Parce que Victor Hugo sait, comme aucun autre auteur, jouer avec les codes du portrait, nous vous proposons une analyse de différents portraits littéraires, tous tirés de romans de Victor Hugo.
Le portrait d’une ogresse : Mme Thénardier dans Les Misérables, 1862
Ce n’est pas une femme, c’est un monstre ! Alors que Thénardier, est « petit, maigre, blême, anguleux, chétif », « filousophe » (sic) et madré, Mme Thénardier n’est qu’un corps. Un corps massif, énorme, une montagne qui ne sait que broyer et soumettre, une ogresse, une (fausse) louve, capable d’élever ses filles mais d’abandonner son fils Gavroche. D’une certaine façon, Thénardier est la tête, et Mme Thénardier les jambes. Ce qui frappe dans ce portrait, c’est la misère qui suinte sous la puissance, c’est l’homme dissimulé sous la femme. Il s’agit presque d’un être bicéphale, ou hermaphrodite. Mme Thénardier est une sorcière qui aurait été privée de ses pouvoirs, et qui se venge par la force et la cruauté. Elle appartient à une faune étrange, celle des forains, belluaires et monstres qu’on exhibait dans les zoos humains à la fin du XIXème siècle.
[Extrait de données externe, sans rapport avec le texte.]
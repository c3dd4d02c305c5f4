pub mod parse;
pub mod source;

pub use parse::{parse_row, split_parents, BoolPolicy, RawRow, IS_MERGE_POLICY, NOMENCLATURE_POLICY};
pub use source::{failure_status, load, read_csv_file, read_rows, DataSource, Loaded, DEFAULT_DATA_PATH};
Le nombre de phrases commençant par « Elle » le suggère : au sein du couple, du moins dans son auberge, c’est elle qui a le pouvoir.
Les lecteurs ont peut-être, dès sa première apparition, conservé quelque souvenir de cette Thénardier grande, blonde, rouge, grasse, charnue, carrée, énorme et agile ; elle tenait, nous l’avons dit, de la race de ces sauvagesses colosses qui se cambrent dans les foires avec des pavés pendus à leur chevelure. Elle faisait tout dans le logis, les lits, les chambres, la lessive, la cuisine, la pluie, le beau temps, le diable. Elle avait pour tout domestique Cosette ; une souris au service d’un éléphant. Tout tremblait au son de sa voix, les vitres, les meubles et les gens. Son large visage, criblé de taches de rousseur, avait l’aspect d’une écumoire. Elle avait de la barbe. C’était l’idéal d’un fort de la halle habillé en fille. Elle jurait splendidement ; elle se vantait de casser une noix d’un coup de poing. Sans les romans qu’elle avait lus, et qui, par moments, faisaient bizarrement reparaître la mijaurée sous l’ogresse, jamais l’idée ne fût venue à personne de dire d’elle : c’est une femme. Cette Thénardier était comme le produit de la greffe d’une donzelle sur une poissarde. Quand on l’entendait parler, on disait : C’est un gendarme ; quand on la regardait boire, on disait : C’est un charretier ; quand on la voyait manier Cosette, on disait : C’est le bourreau. Au repos, il lui sortait de la bouche une dent.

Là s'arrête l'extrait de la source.